MUNZ
- Founded: July 2002
- Headquarters: Wellington, New Zealand
- Location: New Zealand;
- Key people: Carl Finlay (union president), pres Joe Fleetwood, general secretary
- Affiliations: NZCTU; ITF; Labour Party; Alliance;
- Website: www.munz.org.nz

= Maritime Union of New Zealand =

New Zealand trade union for waterfront workers and seafarers

The Maritime Union of New Zealand is a trade union which represents waterfront workers, seafarers and related workers in New Zealand.

==History==
The union was formed in July 2002 from the merger of the New Zealand Waterfront Workers' Union and the New Zealand Seafarers' Union. In October 2002 a number of the union's members travelled to the United States to join pickets by American wharfies who had been locked out by the Pacific Maritime Association after stalled contract negotiations led to industrial action.

==Affiliations==
The MUNZ is affiliated with the New Zealand Council of Trade Unions, the New Zealand Labour Party and the International Transport Workers' Federation.

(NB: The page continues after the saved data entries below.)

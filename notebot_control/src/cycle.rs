//! Fixed-period robot loop.
//!
//! ## Tick Order
//! 1. Mode logic: the autonomous sequencer, or held operator input.
//! 2. Note manager.
//! 3. Standalone aim-and-fire (quick shot).
//! 4. [`RobotIo::execute`] pushes commands to the collaborators.
//! 5. The match clock advances by one period.
//!
//! ## Pacing
//! With the `rt` feature the loop runs locked in memory under `SCHED_FIFO`
//! and sleeps to absolute `CLOCK_MONOTONIC` deadlines. Without it
//! [`rt_setup`] does nothing and real-time pacing uses `std::thread::sleep`.

use core::time::Duration;
use std::sync::Arc;
use std::sync::atomic::{AtomicBool, Ordering};
use std::time::Instant;

use notebot_common::config::ConfigError;
use notebot_common::subsystem::RobotIo;
use thiserror::Error;
use tracing::{info, warn};

use crate::autonomous::{AutoIo, Routine, Sequencer};
use crate::controller::{AimAndFire, NoteManager, NoteTimings};
use crate::error::{FsmError, RoutineError};
use crate::fsm::Controller;

// ─── Cycle Statistics ───────────────────────────────────────────────

/// Wall-clock cost of each cycle body, folded in as it is measured.
#[derive(Debug, Clone, Copy, Default, PartialEq, Eq)]
pub struct CycleStats {
    pub cycles: u64,
    /// Cycles whose body ran past the period.
    pub overruns: u64,
    pub fastest: Duration,
    pub slowest: Duration,
    /// Worst gap between a deadline and the wake-up that served it.
    pub worst_latency: Duration,
    total_ns: u128,
    total_sq_ns: u128,
}

impl CycleStats {
    pub fn new() -> Self {
        Self::default()
    }

    /// Fold in one cycle. Returns `true` when `body` overran `budget`.
    pub fn record(&mut self, body: Duration, latency: Duration, budget: Duration) -> bool {
        let ns = body.as_nanos();
        self.fastest = if self.cycles == 0 {
            body
        } else {
            self.fastest.min(body)
        };
        self.slowest = self.slowest.max(body);
        self.worst_latency = self.worst_latency.max(latency);
        self.total_ns = self.total_ns.saturating_add(ns);
        self.total_sq_ns = self.total_sq_ns.saturating_add(ns.saturating_mul(ns));
        self.cycles += 1;

        let overrun = body > budget;
        if overrun {
            self.overruns += 1;
        }
        overrun
    }

    pub fn mean(&self) -> Duration {
        match self.cycles {
            0 => Duration::ZERO,
            n => Duration::from_nanos(
                u64::try_from(self.total_ns / u128::from(n)).unwrap_or(u64::MAX),
            ),
        }
    }

    /// Population standard deviation.
    pub fn std_dev(&self) -> Duration {
        if self.cycles == 0 {
            return Duration::ZERO;
        }
        let n = self.cycles as f64;
        let mean = self.total_ns as f64 / n;
        let variance = (self.total_sq_ns as f64 / n - mean * mean).max(0.0);
        Duration::from_nanos(variance.sqrt() as u64)
    }
}

// ─── Match Clock ────────────────────────────────────────────────────

/// Deterministic time source: `ticks × period`, exact.
#[derive(Debug, Clone, Copy, PartialEq, Eq)]
pub struct MatchClock {
    period: Duration,
    ticks: u32,
}

impl MatchClock {
    pub const fn new(period: Duration) -> Self {
        Self { period, ticks: 0 }
    }

    #[inline]
    pub fn now(&self) -> Duration {
        self.period.saturating_mul(self.ticks)
    }

    #[inline]
    pub fn advance(&mut self) {
        self.ticks = self.ticks.saturating_add(1);
    }

    #[inline]
    pub const fn ticks(&self) -> u32 {
        self.ticks
    }

    #[inline]
    pub const fn period(&self) -> Duration {
        self.period
    }
}

// ─── Robot ──────────────────────────────────────────────────────────

#[derive(Debug, Clone, Copy, PartialEq, Eq, Default)]
pub enum Mode {
    #[default]
    Disabled,
    Autonomous,
    Teleop,
}

/// Held operator controls, applied every teleop tick until replaced.
#[derive(Debug, Clone, Copy, PartialEq, Default)]
pub struct OperatorInput {
    /// Field-relative velocity [m/s].
    pub vx: f64,
    pub vy: f64,
    /// Rotation rate [rad/s]. Non-zero releases heading snapping.
    pub omega: f64,
    pub intake: bool,
    pub cancel: bool,
    pub shoot: bool,
    /// Aim and fire directly, bypassing the note lifecycle.
    pub quick_shot: bool,
}

/// Every controller of one robot plus its collaborators.
pub struct Robot<R: RobotIo> {
    io: R,
    notes: NoteManager,
    quick_shot: AimAndFire,
    auto: Sequencer,
    mode: Mode,
    input: OperatorInput,
    clock: MatchClock,
    mode_started_at: Duration,
}

impl<R: RobotIo> Robot<R> {
    pub fn new(
        io: R,
        timings: NoteTimings,
        routine: Routine,
        period: Duration,
    ) -> Result<Self, CycleError> {
        Ok(Self {
            io,
            notes: NoteManager::new(timings)?,
            quick_shot: AimAndFire::new(timings.fire_duration)?,
            auto: Sequencer::new(routine)?,
            mode: Mode::Disabled,
            input: OperatorInput::default(),
            clock: MatchClock::new(period),
            mode_started_at: Duration::ZERO,
        })
    }

    pub fn set_mode(&mut self, mode: Mode) {
        if mode == self.mode {
            return;
        }
        info!(from = ?self.mode, to = ?mode, t = ?self.clock.now(), "mode change");
        self.mode = mode;
        self.mode_started_at = self.clock.now();
        self.input = OperatorInput::default();
        self.quick_shot.done();
        self.auto.stop();
        match mode {
            Mode::Disabled => {
                self.notes.on_disable();
                self.io.chassis().drive(0.0, 0.0, 0.0);
                self.io.chassis().stop_snapping();
            }
            Mode::Autonomous => {
                self.notes.on_enable(&mut self.io);
                self.auto.start();
            }
            Mode::Teleop => self.notes.on_enable(&mut self.io),
        }
    }

    #[inline]
    pub fn set_operator_input(&mut self, input: OperatorInput) {
        self.input = input;
    }

    /// Run one control cycle.
    pub fn tick(&mut self) {
        let now = self.clock.now();
        match self.mode {
            Mode::Disabled => {}
            Mode::Autonomous => {
                self.auto.execute(
                    &mut AutoIo {
                        robot: &mut self.io,
                        notes: &mut self.notes,
                    },
                    now,
                );
            }
            Mode::Teleop => self.apply_operator_input(),
        }

        if self.mode != Mode::Disabled {
            self.notes.execute(&mut self.io, now);
            self.quick_shot.execute(&mut self.io, now);
            if self.quick_shot.just_stopped() {
                self.io.chassis().stop_snapping();
            }
        }

        self.io.execute();
        self.clock.advance();
    }

    fn apply_operator_input(&mut self) {
        let input = self.input;
        let chassis = self.io.chassis();
        chassis.drive(input.vx, input.vy, input.omega);
        if input.omega != 0.0 {
            chassis.stop_snapping();
        }
        if input.intake {
            self.notes.try_intake();
        }
        if input.cancel {
            self.notes.cancel_intake();
        }
        if input.shoot {
            self.notes.try_shoot();
        }
        if input.quick_shot {
            self.quick_shot.engage();
        }
    }

    #[inline]
    pub fn mode(&self) -> Mode {
        self.mode
    }

    #[inline]
    pub fn now(&self) -> Duration {
        self.clock.now()
    }

    /// Time since the current mode was entered.
    #[inline]
    pub fn mode_elapsed(&self) -> Duration {
        self.clock.now().saturating_sub(self.mode_started_at)
    }

    #[inline]
    pub fn clock(&self) -> &MatchClock {
        &self.clock
    }

    #[inline]
    pub fn notes(&self) -> &NoteManager {
        &self.notes
    }

    #[inline]
    pub fn sequencer(&self) -> &Sequencer {
        &self.auto
    }

    #[inline]
    pub fn quick_shot(&self) -> &AimAndFire {
        &self.quick_shot
    }

    #[inline]
    pub fn io(&self) -> &R {
        &self.io
    }

    #[inline]
    pub fn io_mut(&mut self) -> &mut R {
        &mut self.io
    }
}

// ─── Errors ─────────────────────────────────────────────────────────

/// Errors raised while setting up the robot loop.
#[derive(Debug, Error)]
pub enum CycleError {
    #[error("RT setup error: {0}")]
    RtSetup(String),

    #[error("invalid state machine: {0}")]
    Fsm(#[from] FsmError),

    #[error("invalid routine: {0}")]
    Routine(#[from] RoutineError),

    #[error("configuration error: {0}")]
    Config(#[from] ConfigError),
}

// ─── RT Setup ───────────────────────────────────────────────────────

/// Lock memory, pin the loop to `cpu_core` and switch it to `SCHED_FIFO`
/// at `rt_priority`. Call once before the first cycle.
#[cfg(feature = "rt")]
pub fn rt_setup(cpu_core: usize, rt_priority: i32) -> Result<(), CycleError> {
    use nix::sched::{CpuSet, sched_setaffinity};
    use nix::sys::mman::{MlockallFlags, mlockall};
    use nix::unistd::Pid;

    mlockall(MlockallFlags::MCL_CURRENT | MlockallFlags::MCL_FUTURE)
        .map_err(|e| rt_error("mlockall", e))?;

    let mut cpus = CpuSet::new();
    cpus.set(cpu_core)
        .map_err(|e| rt_error(&format!("cpu core {cpu_core}"), e))?;
    sched_setaffinity(Pid::from_raw(0), &cpus).map_err(|e| rt_error("sched_setaffinity", e))?;

    let param = libc::sched_param {
        sched_priority: rt_priority,
    };
    // SAFETY: `param` is valid for the duration of the call; pid 0 is us.
    if unsafe { libc::sched_setscheduler(0, libc::SCHED_FIFO, &param) } != 0 {
        return Err(rt_error(
            &format!("SCHED_FIFO priority {rt_priority}"),
            std::io::Error::last_os_error(),
        ));
    }

    info!(cpu_core, rt_priority, "real-time setup complete");
    Ok(())
}

#[cfg(not(feature = "rt"))]
pub fn rt_setup(_cpu_core: usize, _rt_priority: i32) -> Result<(), CycleError> {
    Ok(())
}

#[cfg(feature = "rt")]
fn rt_error(what: &str, cause: impl core::fmt::Display) -> CycleError {
    CycleError::RtSetup(format!("{what}: {cause}"))
}

// ─── Cycle Runner ───────────────────────────────────────────────────

/// How the runner spaces cycles in wall-clock time.
#[derive(Debug, Clone, Copy, PartialEq, Eq, Default)]
pub enum Pacing {
    /// One cycle per period.
    #[default]
    RealTime,
    /// Back to back, for simulation.
    Fast,
}

/// Drives a [`Robot`] at its period and collects timing statistics.
pub struct CycleRunner<R: RobotIo> {
    pub robot: Robot<R>,
    pub stats: CycleStats,
    cycle_time: Duration,
    pacing: Pacing,
    running: Arc<AtomicBool>,
}

impl<R: RobotIo> CycleRunner<R> {
    pub fn new(robot: Robot<R>, pacing: Pacing) -> Self {
        let cycle_time = robot.clock().period();
        Self {
            robot,
            stats: CycleStats::new(),
            cycle_time,
            pacing,
            running: Arc::new(AtomicBool::new(true)),
        }
    }

    /// Flag that stops the loop at the next cycle boundary when cleared.
    pub fn stop_handle(&self) -> Arc<AtomicBool> {
        Arc::clone(&self.running)
    }

    /// Run up to `cycles` cycles. Returns how many ran before a stop.
    pub fn run_cycles(&mut self, cycles: u32) -> Result<u32, CycleError> {
        match self.pacing {
            Pacing::Fast => Ok(self.run_fast(cycles)),
            #[cfg(feature = "rt")]
            Pacing::RealTime => self.run_rt_loop(cycles),
            #[cfg(not(feature = "rt"))]
            Pacing::RealTime => Ok(self.run_sleep_loop(cycles)),
        }
    }

    fn is_running(&self) -> bool {
        self.running.load(Ordering::SeqCst)
    }

    /// Time and record one cycle body.
    fn timed_cycle(&mut self, latency: Duration) {
        let start = Instant::now();
        self.robot.tick();
        let body = start.elapsed();
        if self.stats.record(body, latency, self.cycle_time) {
            warn!(
                body_us = body.as_micros() as u64,
                period_us = self.cycle_time.as_micros() as u64,
                tick = self.robot.clock().ticks(),
                "cycle overrun"
            );
        }
    }

    fn run_fast(&mut self, cycles: u32) -> u32 {
        let mut done = 0;
        while done < cycles && self.is_running() {
            self.timed_cycle(Duration::ZERO);
            done += 1;
        }
        done
    }

    #[cfg(not(feature = "rt"))]
    fn run_sleep_loop(&mut self, cycles: u32) -> u32 {
        let mut done = 0;
        while done < cycles && self.is_running() {
            let start = Instant::now();
            self.timed_cycle(Duration::ZERO);
            done += 1;
            if let Some(remaining) = self.cycle_time.checked_sub(start.elapsed()) {
                std::thread::sleep(remaining);
            }
        }
        done
    }

    #[cfg(feature = "rt")]
    fn run_rt_loop(&mut self, cycles: u32) -> Result<u32, CycleError> {
        use nix::errno::Errno;
        use nix::sys::time::{TimeSpec, TimeValLike};
        use nix::time::{ClockId, ClockNanosleepFlags, clock_gettime, clock_nanosleep};

        let clock = ClockId::CLOCK_MONOTONIC;
        let period = TimeSpec::from_duration(self.cycle_time);
        let read_clock = || clock_gettime(clock).map_err(|e| rt_error("clock_gettime", e));
        let mut deadline = read_clock()?;

        let mut done = 0;
        while done < cycles && self.is_running() {
            let late_ns = (read_clock()? - deadline).num_nanoseconds();
            self.timed_cycle(Duration::from_nanos(u64::try_from(late_ns).unwrap_or(0)));
            done += 1;

            deadline = deadline + period;
            match clock_nanosleep(clock, ClockNanosleepFlags::TIMER_ABSTIME, &deadline) {
                Ok(_) | Err(Errno::EINTR) => {}
                Err(e) => return Err(rt_error("clock_nanosleep", e)),
            }
        }
        Ok(done)
    }
}

// ─── Tests ──────────────────────────────────────────────────────────
mod autonomous_legs;
mod config_load;
mod note_lifecycle;
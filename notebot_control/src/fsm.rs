//! Tick-driven finite state machine engine.
//!
//! - [`table`] - declarative state metadata, validated once
//! - [`engine`] - active state tracking, timed exits, engagement
//! - [`intent`] - request fields reset after every tick

pub mod engine;
pub mod intent;
pub mod table;

pub use engine::{Controller, Fsm, RequestOutcome, Step};
pub use intent::ResetField;
pub use table::{Exit, StateId, StateDecl, StateTable, Timed};
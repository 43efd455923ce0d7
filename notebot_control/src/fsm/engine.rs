//! FSM execution engine.
//!
//! ## Tick Order
//! Every call to [`Controller::execute`] performs, in this order:
//! 1. Record `last_state`.
//! 2. Drop the machine if it was not engaged since the previous tick and
//!    its current state is not `must_finish`.
//! 3. If the current state is timed and its elapsed time has reached the
//!    duration, switch to the declared successor without running the
//!    action routine.
//! 4. Otherwise run the action routine.
//! 5. Apply the pending transition. A transition requested by the running
//!    state wins over one queued from outside with [`Fsm::request`].
//! 6. Reset the controller's intent fields.
//!
//! Time is supplied by the caller. Elapsed time is measured from a state's
//! first run, whether it was entered through `engage` or by a transition,
//! so a timed state of duration `D` runs `D / period` times.

use core::time::Duration;

use tracing::debug;

use super::table::{Exit, StateId, StateTable};

/// Result of an external transition request.
#[derive(Debug, Clone, Copy, PartialEq, Eq)]
pub enum RequestOutcome<S> {
    /// Applied at the end of the next tick unless the state moves first.
    Queued(S),
    Refused(&'static str),
}

/// Context handed to the action routine of the current state.
#[derive(Debug, Clone, Copy, PartialEq, Eq)]
pub struct Step<S> {
    pub state: S,
    pub now: Duration,
    /// Time spent in `state`, measured from its entry.
    pub elapsed: Duration,
    /// First run since the state was entered.
    pub initial_call: bool,
}

/// Runtime state of one machine.
#[derive(Debug, Clone)]
pub struct Fsm<S: StateId> {
    table: StateTable<S>,
    current: Option<S>,
    last: Option<S>,
    next: Option<S>,
    requested: Option<S>,
    entered_at: Option<Duration>,
    fresh: bool,
    engaged: bool,
}

impl<S: StateId> Fsm<S> {
    pub fn new(table: StateTable<S>) -> Self {
        Self {
            table,
            current: None,
            last: None,
            next: None,
            requested: None,
            entered_at: None,
            fresh: false,
            engaged: false,
        }
    }

    #[inline]
    pub fn name(&self) -> &'static str {
        self.table.machine()
    }

    #[inline]
    pub fn table(&self) -> &StateTable<S> {
        &self.table
    }

    // ─── Engagement ─────────────────────────────────────────────────

    /// Keep the machine running for the next tick, entering the `first`
    /// state if it is inactive.
    pub fn engage(&mut self) {
        if self.current.is_none() {
            self.start(self.table.first());
        }
        self.engaged = true;
    }

    /// Keep the machine running, making `state` current.
    ///
    /// Idempotent: engaging at the state that is already current changes
    /// nothing but the engagement flag.
    pub fn engage_at(&mut self, state: S) {
        if self.current != Some(state) {
            self.start(state);
        }
        self.engaged = true;
    }

    /// Stop immediately. The machine is inactive until engaged again.
    pub fn done(&mut self) {
        if let Some(state) = self.current {
            debug!(machine = self.name(), from = state.name(), "done");
        }
        self.current = None;
        self.next = None;
        self.requested = None;
        self.entered_at = None;
        self.fresh = false;
        self.engaged = false;
    }

    fn start(&mut self, state: S) {
        debug!(
            machine = self.name(),
            from = self.current.map(StateId::name),
            to = state.name(),
            "engaged"
        );
        self.current = Some(state);
        self.next = None;
        self.requested = None;
        self.entered_at = None;
        self.fresh = true;
    }

    // ─── Transitions ────────────────────────────────────────────────

    /// Request a transition from inside the running action routine.
    #[inline]
    pub fn next_state(&mut self, state: S) {
        self.next = Some(state);
    }

    /// Queue a transition from outside the machine.
    ///
    /// Refused while the machine is inactive or its current state is
    /// `must_finish`: such a state only leaves on its own.
    pub fn request(&mut self, state: S) -> RequestOutcome<S> {
        let Some(current) = self.current else {
            return RequestOutcome::Refused("machine is inactive");
        };
        if self.table.is_must_finish(current) {
            debug!(
                machine = self.name(),
                current = current.name(),
                requested = state.name(),
                "request refused"
            );
            return RequestOutcome::Refused("current state must finish");
        }
        self.requested = Some(state);
        RequestOutcome::Queued(state)
    }

    fn enter(&mut self, state: S) {
        debug!(
            machine = self.name(),
            from = self.current.map(StateId::name),
            to = state.name(),
            "state transition"
        );
        self.current = Some(state);
        self.entered_at = None;
        self.fresh = true;
    }

    // ─── Queries ────────────────────────────────────────────────────

    #[inline]
    pub fn current_state(&self) -> Option<S> {
        self.current
    }

    /// State observed at the start of the most recent tick.
    #[inline]
    pub fn last_state(&self) -> Option<S> {
        self.last
    }

    #[inline]
    pub fn is_executing(&self) -> bool {
        self.current.is_some()
    }

    /// The most recent tick moved the machine from `from` to `to`.
    #[inline]
    pub fn just_transitioned(&self, from: S, to: S) -> bool {
        self.last == Some(from) && self.current == Some(to)
    }

    // ─── Tick ───────────────────────────────────────────────────────

    /// First half of a tick. Returns the step to run, or `None` when the
    /// machine is inactive or a timed state just expired.
    pub fn begin(&mut self, now: Duration) -> Option<Step<S>> {
        self.last = self.current;
        let state = self.current?;

        if !self.engaged && !self.table.is_must_finish(state) {
            self.done();
            return None;
        }
        self.engaged = false;

        let entered_at = *self.entered_at.get_or_insert(now);
        let elapsed = now.saturating_sub(entered_at);

        let expired = self
            .table
            .timed(state)
            .filter(|timed| elapsed >= timed.duration);
        if let Some(timed) = expired {
            self.next = None;
            self.requested = None;
            match timed.exit {
                Exit::To(successor) => self.enter(successor),
                Exit::Done => self.done(),
            }
            return None;
        }

        Some(Step {
            state,
            now,
            elapsed,
            initial_call: self.fresh,
        })
    }

    /// Second half of a tick: apply the pending transition.
    pub fn finish(&mut self) {
        self.fresh = false;
        let requested = self.requested.take();
        if self.current.is_none() {
            // The action routine called `done`.
            self.next = None;
            return;
        }
        if let Some(state) = self.next.take().or(requested) {
            self.enter(state);
        }
    }
}

/// A controller driven by one [`Fsm`].
///
/// `Io` is whatever the action routines need to reach collaborators.
pub trait Controller<Io: ?Sized> {
    type State: StateId;

    fn fsm_mut(&mut self) -> &mut Fsm<Self::State>;

    /// Action routine of `step.state`.
    fn run_state(&mut self, step: Step<Self::State>, io: &mut Io);

    /// Return intent fields to their defaults.
    fn reset_intents(&mut self) {}

    /// Run one tick.
    fn execute(&mut self, io: &mut Io, now: Duration) {
        if let Some(step) = self.fsm_mut().begin(now) {
            self.run_state(step, io);
            self.fsm_mut().finish();
        }
        self.reset_intents();
    }
}

// ─── Tests ──────────────────────────────────────────────────────────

In June 2026, MUNZ national council unanimously voted to affiliate to the Alliance, a party led by former MUNZ national communications officer Victor Billot. He called it a "gamechanger" for that year's election and beyond for "advancing an uncompromising working class voice in New Zealand politics". MUNZ national secretary, Carl Findlay, said the union would also continue its long-standing affiliation with the Labour Party.